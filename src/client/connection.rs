//! Connection manager
//!
//! One supervisor loop owns the only socket: connect, drive until the
//! connection drops, wait the fixed reconnect delay, connect again. Retry is
//! unconditional and unbounded; there is no backoff growth and no
//! distinction between a server restart and a network blip. Because the
//! loop is the sole place a socket is created, two live sockets cannot
//! exist and a pending reconnect delay cannot race a newer close.

use std::sync::Arc;
use std::time::Duration;

use arc_swap::ArcSwapOption;
use futures::{SinkExt, StreamExt};
use parking_lot::Mutex;
use tokio::net::TcpStream;
use tokio::sync::{mpsc, watch};
use tokio::time::sleep;
use tokio_tungstenite::{connect_async, tungstenite::protocol::Message, MaybeTlsStream, WebSocketStream};
use tracing::{debug, info, warn};
use url::Url;

use super::dispatcher::Dispatcher;
use super::OUTBOUND_BUFFER_SIZE;
use crate::config::{Config, SessionConfig};
use crate::fetch::FragmentFetcher;
use crate::protocol::{AnalysisRequest, ClientRequest};
use crate::session::{ConnectionState, Session};
use crate::ui::{BannerKind, UiSink};

type WsStream = WebSocketStream<MaybeTlsStream<TcpStream>>;

/// Why a driven connection ended
enum DriveEnd {
    Closed,
    Shutdown,
}

/// Cloneable handle for talking to the backend through the current socket
///
/// `send` serializes and transmits; while no socket is open it silently
/// drops the request (debug-logged) and never errors to the caller.
#[derive(Clone)]
pub struct ClientHandle {
    pub(crate) session: Arc<Mutex<Session>>,
    pub(crate) outbound: Arc<ArcSwapOption<mpsc::Sender<String>>>,
    pub(crate) ui: Arc<dyn UiSink>,
}

impl ClientHandle {
    /// Transmit a request over the current connection, if any
    pub fn send(&self, request: &ClientRequest) {
        let Some(tx) = self.outbound.load_full() else {
            debug!("No open connection, dropping {} request", request.tag());
            return;
        };

        if tx.try_send(request.to_frame()).is_err() {
            debug!("Outbound queue unavailable, dropping {} request", request.tag());
        }
    }

    /// Submit a new analysis.
    ///
    /// Gated by the submit flag: returns false (and sends nothing) while an
    /// analysis is in flight or the connection is down. On acceptance the
    /// flag is cleared until the backend reports completion or an error.
    pub fn start_analysis(&self, request: AnalysisRequest) -> bool {
        {
            let mut session = self.session.lock();
            if !session.submit_enabled {
                return false;
            }
            session.submit_enabled = false;
            session.total_layers = request.layers;
        }

        self.ui.set_submit_enabled(false);
        self.send(&ClientRequest::StartParsing(request));
        true
    }

    /// Complete a manual-mode disambiguation with the excluded transactions
    pub fn resume_parsing(&self, tx_to_remove: Vec<String>) {
        self.send(&ClientRequest::ResumeParsing { tx_to_remove });
    }

    /// Look up abuse reports for a clicked address
    pub fn report_lookup(&self, address: String) {
        self.send(&ClientRequest::BaReport { address });
    }

    pub fn connection_state(&self) -> ConnectionState {
        self.session.lock().connection_state
    }

    pub fn submit_enabled(&self) -> bool {
        self.session.lock().submit_enabled
    }
}

/// Owner of the socket lifecycle
pub struct ConnectionManager {
    ws_url: Url,
    timing: SessionConfig,
    session: Arc<Mutex<Session>>,
    ui: Arc<dyn UiSink>,
    dispatcher: Dispatcher,
    outbound: Arc<ArcSwapOption<mpsc::Sender<String>>>,
}

impl ConnectionManager {
    /// Create a manager and its client handle
    pub fn new(
        config: &Config,
        ui: Arc<dyn UiSink>,
        fetcher: Arc<dyn FragmentFetcher>,
    ) -> (Self, ClientHandle) {
        let session = Arc::new(Mutex::new(Session::new()));
        let outbound = Arc::new(ArcSwapOption::empty());

        let handle = ClientHandle {
            session: session.clone(),
            outbound: outbound.clone(),
            ui: ui.clone(),
        };
        let dispatcher = Dispatcher::new(session.clone(), ui.clone(), fetcher, handle.clone());

        let manager = Self {
            ws_url: config.server.ws_url.clone(),
            timing: config.session.clone(),
            session,
            ui,
            dispatcher,
            outbound,
        };

        (manager, handle)
    }

    /// Run the supervisor loop until shutdown is signalled
    pub async fn run(self, mut shutdown: watch::Receiver<bool>) {
        info!("Starting connection manager for {}", self.ws_url);

        // Tracks whether the loss banner is already up, so repeated failed
        // attempts against a dead server do not raise a banner storm.
        let mut loss_bannered = false;

        loop {
            self.session.lock().connection_state = ConnectionState::Connecting;

            match self.connect().await {
                Ok(stream) => {
                    self.on_open(&mut loss_bannered);
                    let end = self.drive(stream, &mut shutdown).await;
                    if matches!(end, DriveEnd::Shutdown) {
                        break;
                    }
                    self.on_close(&mut loss_bannered);
                }
                Err(e) => {
                    warn!("Connection attempt to {} failed: {}", self.ws_url, e);
                    self.on_close(&mut loss_bannered);
                }
            }

            let delay = Duration::from_millis(self.timing.reconnect_delay_ms);
            tokio::select! {
                _ = sleep(delay) => {}
                changed = shutdown.changed() => {
                    if changed.is_err() || *shutdown.borrow() {
                        break;
                    }
                }
            }
        }

        info!("Connection manager stopped");
    }

    async fn connect(&self) -> crate::error::Result<WsStream> {
        let (stream, _) = connect_async(self.ws_url.as_str()).await?;
        Ok(stream)
    }

    fn on_open(&self, loss_bannered: &mut bool) {
        self.session.lock().connection_state = ConnectionState::Open;
        *loss_bannered = false;

        info!("Connected to {}", self.ws_url);
        self.ui
            .set_banner("Connected to analysis server", BannerKind::Success);
    }

    fn on_close(&self, loss_bannered: &mut bool) {
        {
            let mut session = self.session.lock();
            session.connection_state = ConnectionState::Closed;
            session.submit_enabled = false;
        }
        self.outbound.store(None);
        self.ui.set_submit_enabled(false);

        if !*loss_bannered {
            *loss_bannered = true;
            warn!(
                "Connection lost, retrying every {}ms",
                self.timing.reconnect_delay_ms
            );
            self.ui.set_banner(
                "Connection to analysis server lost - reconnecting",
                BannerKind::Error,
            );
        }
    }

    /// Drive one live connection until it drops or shutdown is signalled.
    ///
    /// The submit grace delay and the success-banner dismissal are select
    /// branches of this loop, so both die with the connection they belong
    /// to: a drop inside the grace window never enables submit, and the
    /// loss banner raised afterwards is never cleared by a stale timer.
    async fn drive(&self, stream: WsStream, shutdown: &mut watch::Receiver<bool>) -> DriveEnd {
        let (mut ws_tx, mut ws_rx) = stream.split();

        let (out_tx, mut out_rx) = mpsc::channel::<String>(OUTBOUND_BUFFER_SIZE);
        self.outbound.store(Some(Arc::new(out_tx)));

        let grace = sleep(Duration::from_millis(self.timing.submit_grace_ms));
        tokio::pin!(grace);
        let mut grace_pending = true;

        let banner = sleep(Duration::from_secs(self.timing.banner_ttl_secs));
        tokio::pin!(banner);
        let mut banner_pending = true;

        let end = loop {
            tokio::select! {
                frame = ws_rx.next() => {
                    match frame {
                        Some(Ok(Message::Text(text))) => {
                            self.dispatcher.handle_frame(text.as_str()).await;
                        }
                        Some(Ok(Message::Close(_))) | None => break DriveEnd::Closed,
                        // Ping/pong/binary frames are transport noise.
                        Some(Ok(_)) => {}
                        Some(Err(e)) => {
                            debug!("WebSocket read error: {}", e);
                            break DriveEnd::Closed;
                        }
                    }
                }
                outgoing = out_rx.recv() => {
                    match outgoing {
                        Some(frame) => {
                            if ws_tx.send(Message::Text(frame.into())).await.is_err() {
                                break DriveEnd::Closed;
                            }
                        }
                        None => break DriveEnd::Closed,
                    }
                }
                _ = &mut grace, if grace_pending => {
                    grace_pending = false;
                    self.session.lock().submit_enabled = true;
                    self.ui.set_submit_enabled(true);
                }
                _ = &mut banner, if banner_pending => {
                    banner_pending = false;
                    self.ui.clear_banner();
                }
                changed = shutdown.changed() => {
                    if changed.is_err() || *shutdown.borrow() {
                        break DriveEnd::Shutdown;
                    }
                }
            }
        };

        self.outbound.store(None);
        end
    }
}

..........

Your goal = The lines holding the word "WebSocketStream" are the answer. Pull them out of the records and copy them.

Written solution =
use tokio_tungstenite::{connect_async, tungstenite::protocol::Message, MaybeTlsStream, WebSocketStream};
type WsStream = WebSocketStream<MaybeTlsStream<TcpStream>>;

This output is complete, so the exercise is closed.